I think this exercise can be most easily solved by exploiting the orthogonality property of Legendre polynomials,
$$
\int_{-1}^{1}P_n (x)P_m (x)dx=\frac{2}{2n+1}\delta_{mn}
$$
in conjunction with Rodrigues formula,
$$
P_n (x)=\frac{1}{2^n n!}\frac{d^n}{dx^n}(x^2-1)^n
$$
We have the integral,
$$
I=\int_{-1}^1 x^2\frac{d^n}{dx^n}(1-x^2)^n dx
$$
and we know,
$$
P_0 (x)=1
$$
$$
P_2 (x)=\frac{1}{2}(3x^2-1)
$$
therefore
$$
x^2=\frac{2}{3}(P_2(x)+2P_0 (x))

$$
and from Rodrigues formula
$$
\frac{d^n}{dx^n}(1-x^2)^n=(-1)^n 2^n n!P_n (x)
$$
The integral becomes
$$
I=\frac{(-1)^n 2^{n+1}n!}{3}\int_{-1}^1 (P_2 + 2P_0)P_n (x)dx
$$
From orthogonality with $n\gt 2$ the result follows.

 

[MathematicalPhysicist]

I think this exercise can be most easily solved by exploiting the orthogonality property of Legendre polynomials,
$$
\int_{-1}^{1}P_n (x)P_m (x)dx=\frac{2}{2n+1}\delta_{mn}
$$
in conjunction with Rodrigues formula,
$$
P_n (x)=\frac{1}{2^n n!}\frac{d^n}{dx^n}(x^2-1)^n
$$
We have the integral,
$$
I=\int_{-1}^1 x^2\frac{d^n}{dx^n}(1-x^2)^n dx
$$
and we know,
$$
P_0 (x)=1
$$
$$
P_2 (x)=\frac{1}{2}(3x^2-1)
$$
therefore
$$
x^2=\frac{2}{3}(P_2(x)+2P_0 (x))

$$
and from Rodrigues formula
$$
\frac{d^n}{dx^n}(1-x^2)^n=(-1)^n 2^n n!P_n (x)
$$
The integral becomes
$$
I=\frac{(-1)^n 2^{n+1}n!}{3}\int_{-1}^1 (P_2 + 2P_0)P_n (x)dx
$$
From orthogonality with $n\gt 2$ the result follows.

Assuming this identity is a given.

 

[Fred Wright]

Assuming this identity is a given.

The identity is no less of a given than
$$
\cos^2(x)+\sin^2(x)=1
$$

 

[MathematicalPhysicist]

The identity is no less of a given than
$$
\cos^2(x)+\sin^2(x)=1
$$

Can you show to me how do you arrive from $\cos^2 x + \sin^2 x = 1$ to:
$\int_{-1}^{1}P_n (x)P_m (x)dx=\frac{2}{2n+1}\delta_{mn}$?

My analytical skills need a brush.

 

[Delta2]

Can you show to me how do you arrive from $\cos^2 x + \sin^2 x = 1$ to:
$\int_{-1}^{1}P_n (x)P_m (x)dx=\frac{2}{2n+1}\delta_{mn}$?

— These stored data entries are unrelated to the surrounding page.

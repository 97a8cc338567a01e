//! Embedding providers for semantic deduplication.
//!
//! Embeddings are best-effort: a provider that is missing or failing never
//! blocks an insert, it only disables the semantic duplicate check for it.

use std::sync::Arc;
use std::time::Duration;

use async_trait::async_trait;
use beebo_common::{BeeboError, Result};
use serde::{Deserialize, Serialize};
use tracing::{debug, instrument, warn};

pub const DEFAULT_REMOTE_MODEL: &str = "text-embedding-3-small";
pub const DEFAULT_API_URL: &str = "https://api.openai.com";

/// Maps text to a fixed-length vector.
#[async_trait]
pub trait EmbeddingProvider: Send + Sync {
    async fn embed(&self, text: &str) -> Result<Vec<f32>>;

    /// Model identifier, for logs.
    fn model_name(&self) -> &str;
}

/// Embedding provider configuration.
#[derive(Debug, Clone, Serialize, Deserialize)]
pub struct EmbeddingConfig {
    /// "openai", "local" or "none"
    #[serde(default = "default_provider")]
    pub provider: String,

    #[serde(default)]
    pub model: Option<String>,

    /// Base URL of an OpenAI-compatible embeddings API
    #[serde(default)]
    pub api_url: Option<String>,

    /// Falls back to OPENAI_API_KEY when unset
    #[serde(default)]
    pub api_key: Option<String>,

    #[serde(default = "default_timeout_ms")]
    pub timeout_ms: u64,
}

fn default_provider() -> String {
    "openai".into()
}

fn default_timeout_ms() -> u64 {
    10_000
}

impl Default for EmbeddingConfig {
    fn default() -> Self {
        Self {
            provider: default_provider(),
            model: None,
            api_url: None,
            api_key: None,
            timeout_ms: default_timeout_ms(),
        }
    }
}

impl EmbeddingConfig {
    pub fn resolve_api_key(&self) -> Option<String> {
        self.api_key
            .clone()
            .filter(|k| !k.is_empty())
            .or_else(|| std::env::var("OPENAI_API_KEY").ok().filter(|k| !k.is_empty()))
    }
}

/// Build the configured provider, or `None` when embeddings are off.
///
/// The hosted OpenAI endpoint without a key is treated as "off" rather than
/// an error, so the bridge still runs with exact deduplication only.
pub fn build_embedding_provider(
    config: &EmbeddingConfig,
) -> Result<Option<Arc<dyn EmbeddingProvider>>> {
    match config.provider.as_str() {
        "none" | "" => Ok(None),
        "openai" => {
            let api_key = config.resolve_api_key();
            if api_key.is_none() && config.api_url.is_none() {
                warn!("No embedding API key configured; semantic deduplication disabled");
                return Ok(None);
            }
            let embedder = RemoteEmbedder::new(
                config.api_url.clone(),
                config.model.clone().unwrap_or_else(|| DEFAULT_REMOTE_MODEL.into()),
                api_key,
                Duration::from_millis(config.timeout_ms),
            )?;
            Ok(Some(Arc::new(embedder)))
        }
        #[cfg(feature = "local-embeddings")]
        "local" => {
            let model = config.model.as_deref().unwrap_or(local::DEFAULT_LOCAL_MODEL);
            Ok(Some(Arc::new(local::LocalEmbedder::from_model_str(model)?)))
        }
        #[cfg(not(feature = "local-embeddings"))]
        "local" => Err(BeeboError::Config(
            "embedding provider 'local' requires the local-embeddings feature".into(),
        )),
        other => Err(BeeboError::Config(format!(
            "unknown embedding provider '{other}' (expected openai, local or none)"
        ))),
    }
}

/// Embed `text` if a provider is available, logging and swallowing failures.
pub async fn embed_best_effort(
    provider: Option<&Arc<dyn EmbeddingProvider>>,
    text: &str,
) -> Option<Vec<f32>> {
    let provider = match provider {
        Some(p) => p,
        None => {
            debug!("{}", BeeboError::EmbeddingUnavailable("no provider configured".into()));
            return None;
        }
    };

    match provider.embed(text).await {
        Ok(vector) if !vector.is_empty() => Some(vector),
        Ok(_) => {
            warn!(model = provider.model_name(), "Embedding provider returned an empty vector");
            None
        }
        Err(e) => {
            warn!(model = provider.model_name(), error = %e, "Embedding failed; skipping semantic check");
            None
        }
    }
}

/// Client for an OpenAI-compatible `/v1/embeddings` endpoint.
pub struct RemoteEmbedder {
    base_url: String,
    model: String,
    api_key: Option<String>,
    http_client: reqwest::Client,
}

#[derive(Serialize)]
struct EmbeddingsRequest<'a> {
    model: &'a str,
    input: &'a str,
}

#[derive(Deserialize)]
struct EmbeddingsResponse {
    data: Vec<EmbeddingDatum>,
}

#[derive(Deserialize)]
struct EmbeddingDatum {
    embedding: Vec<f32>,
}

impl RemoteEmbedder {
    pub fn new(
        base_url: Option<String>,
        model: String,
        api_key: Option<String>,
        timeout: Duration,
    ) -> Result<Self> {
        let base_url = base_url.unwrap_or_else(|| DEFAULT_API_URL.into());
        let http_client = reqwest::Client::builder()
            .timeout(timeout)
            .build()
            .map_err(|e| BeeboError::Config(format!("failed to build embedding HTTP client: {e}")))?;

        Ok(Self {
            base_url: base_url.trim_end_matches('/').to_string(),
            model,
            api_key,
            http_client,
        })
    }

    pub fn endpoint(&self) -> String {
        format!("{}/v1/embeddings", self.base_url)
    }
}

#[async_trait]
impl EmbeddingProvider for RemoteEmbedder {
    #[instrument(skip(self, text), fields(model = %self.model, text_len = text.len()))]
    async fn embed(&self, text: &str) -> Result<Vec<f32>> {
        let body = EmbeddingsRequest {
            model: &self.model,
            input: text,
        };

        let mut request = self.http_client.post(self.endpoint()).json(&body);
        if let Some(key) = &self.api_key {
            request = request.bearer_auth(key);
        }

        let response = request
            .send()
            .await
            .map_err(|e| BeeboError::EmbeddingUnavailable(format!("request failed: {e}")))?;

        let status = response.status();
        if !status.is_success() {
            let text = response.text().await.unwrap_or_default();
            return Err(BeeboError::EmbeddingUnavailable(format!(
                "embeddings API error {status}: {text}"
            )));
        }

        let parsed: EmbeddingsResponse = response
            .json()
            .await
            .map_err(|e| BeeboError::EmbeddingUnavailable(format!("bad response body: {e}")))?;

        let vector = parsed
            .data
            .into_iter()
            .next()
            .map(|d| d.embedding)
            .ok_or_else(|| BeeboError::EmbeddingUnavailable("empty embeddings response".into()))?;

        debug!(dimension = vector.len(), "Generated embedding");
        Ok(vector)
    }

    fn model_name(&self) -> &str {
        &self.model
    }
}

#[cfg(feature = "local-embeddings")]
pub mod local {
    //! In-process embeddings via fastembed. The model is loaded on first use.

    use std::sync::Arc;

    use async_trait::async_trait;
    use beebo_common::{BeeboError, Result};
    use fastembed::{EmbeddingModel, InitOptions, TextEmbedding};
    use once_cell::sync::OnceCell;
    use tokio::task;
    use tracing::{debug, info, instrument};

    use super::EmbeddingProvider;

    pub const DEFAULT_LOCAL_MODEL: &str = "all-MiniLM-L6-v2";

    pub struct LocalEmbedder {
        name: String,
        model_id: EmbeddingModel,
        model: OnceCell<Arc<TextEmbedding>>,
    }

    impl LocalEmbedder {
        pub fn from_model_str(name: &str) -> Result<Self> {
            let model_id = match name {
                "all-MiniLM-L6-v2" => EmbeddingModel::AllMiniLML6V2,
                "all-MiniLM-L12-v2" => EmbeddingModel::AllMiniLML12V2,
                "bge-small-en-v1.5" => EmbeddingModel::BGESmallENV15,
                "bge-base-en-v1.5" => EmbeddingModel::BGEBaseENV15,
                "nomic-embed-text-v1.5" => EmbeddingModel::NomicEmbedTextV15,
                "multilingual-e5-small" => EmbeddingModel::MultilingualE5Small,
                _ => {
                    return Err(BeeboError::Config(format!(
                        "unknown local embedding model '{name}'"
                    )));
                }
            };
            Ok(Self {
                name: name.to_string(),
                model_id,
                model: OnceCell::new(),
            })
        }

        fn get_or_init_model(&self) -> Result<Arc<TextEmbedding>> {
            self.model
                .get_or_try_init(|| {
                    info!(model = %self.name, "Initializing local embedding model");
                    let mut options = InitOptions::new(self.model_id.clone());
                    options.show_download_progress = true;
                    TextEmbedding::try_new(options)
                        .map(Arc::new)
                        .map_err(|e| BeeboError::EmbeddingUnavailable(format!("model init: {e}")))
                })
                .cloned()
        }
    }

    #[async_trait]
    impl EmbeddingProvider for LocalEmbedder {
        #[instrument(skip(self, text), fields(model = %self.name, text_len = text.len()))]
        async fn embed(&self, text: &str) -> Result<Vec<f32>> {
            let model = self.get_or_init_model()?;
            let text = text.to_string();

            let embeddings = task::spawn_blocking(move || model.embed(vec![text], None))
                .await
                .map_err(|e| BeeboError::EmbeddingUnavailable(format!("blocking task: {e}")))?
                .map_err(|e| BeeboError::EmbeddingUnavailable(e.to_string()))?;

            let vector = embeddings
                .into_iter()
                .next()
                .ok_or_else(|| BeeboError::EmbeddingUnavailable("empty embedding result".into()))?;
            debug!(dimension = vector.len(), "Generated local embedding");
            Ok(vector)
        }

        fn model_name(&self) -> &str {
            &self.name
        }
    }

}

#[cfg(test)]
mod tests {
    use super::*;

    struct FailingEmbedder;

    #[async_trait]
    impl EmbeddingProvider for FailingEmbedder {
        async fn embed(&self, _text: &str) -> Result<Vec<f32>> {
            Err(BeeboError::EmbeddingUnavailable("connection refused".into()))
        }

        fn model_name(&self) -> &str {
            "failing"
        }
    }

    #[test]
    fn none_provider_disables_embeddings() {
        let config = EmbeddingConfig {
            provider: "none".into(),
            ..Default::default()
        };
        assert!(build_embedding_provider(&config).unwrap().is_none());
    }

    #[test]
    fn unknown_provider_is_config_error() {
        let config = EmbeddingConfig {
            provider: "word2vec".into(),
            ..Default::default()
        };
        assert!(matches!(
            build_embedding_provider(&config),
            Err(BeeboError::Config(_))
        ));
    }

    #[test]
    fn custom_url_builds_without_key() {
        let config = EmbeddingConfig {
            api_url: Some("http://localhost:11434/".into()),
            model: Some("nomic-embed-text".into()),
            ..Default::default()
        };
        let provider = build_embedding_provider(&config).unwrap().unwrap();
        assert_eq!(provider.model_name(), "nomic-embed-text");
    }

    #[test]
    fn endpoint_trims_trailing_slash() {
        let embedder = RemoteEmbedder::new(
            Some("http://localhost:8080/".into()),
            DEFAULT_REMOTE_MODEL.into(),
            None,
            Duration::from_secs(1),
        )
        .unwrap();
        assert_eq!(embedder.endpoint(), "http://localhost:8080/v1/embeddings");
    }

    #[tokio::test]
    async fn best_effort_swallows_failures() {
        let failing: Arc<dyn EmbeddingProvider> = Arc::new(FailingEmbedder);
        assert!(embed_best_effort(Some(&failing), "hello").await.is_none());
        assert!(embed_best_effort(None, "hello").await.is_none());
    }
}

My analytical skills need a brush.

I don't think he means that. I think he means that as for people that know well trigonometry $\cos^2x+\sin^2x=1$ is well known, easy to prove and perhaps trivial ,for people that know well the Legendre polynomials, that identity is well known as well.

 

[stevendaryl]

Can you show to me how do you arrive from $\cos^2 x + \sin^2 x = 1$ to:
$\int_{-1}^{1}P_n (x)P_m (x)dx=\frac{2}{2n+1}\delta_{mn}$?

My analytical skills need a brush.

The functions $P_m$ satisfy the equation
$H P_m = -m(m+1) P_m$
Where $H = \frac{d}{dx} ((1-x^2)\frac{d}{dx})$

Eigenfunctions of a Hermitian operator with different eigenvalues are orthogonal.

 

[epenguin]

Is this right? - that this integral is zero if the function to be integrated is odd.
$x^2$ is even, then the overall function and hence the integral is zero if the $m$-th derivative in question is odd. But $(1 - x^2)^m$ is even for all m, and its $m$-th derivative is even for even $m$ and odd for odd $m$.

Therefore the statement you are required to prove seems to me true only for odd $m$, am I mistaken?

 

[Delta2]

and its m-th derivative is even for even m and odd for odd m

How do you know that, do you have the formula for the m-th derivative?

 

[epenguin]

How do you know that, do you have the formula for the m-th derivative?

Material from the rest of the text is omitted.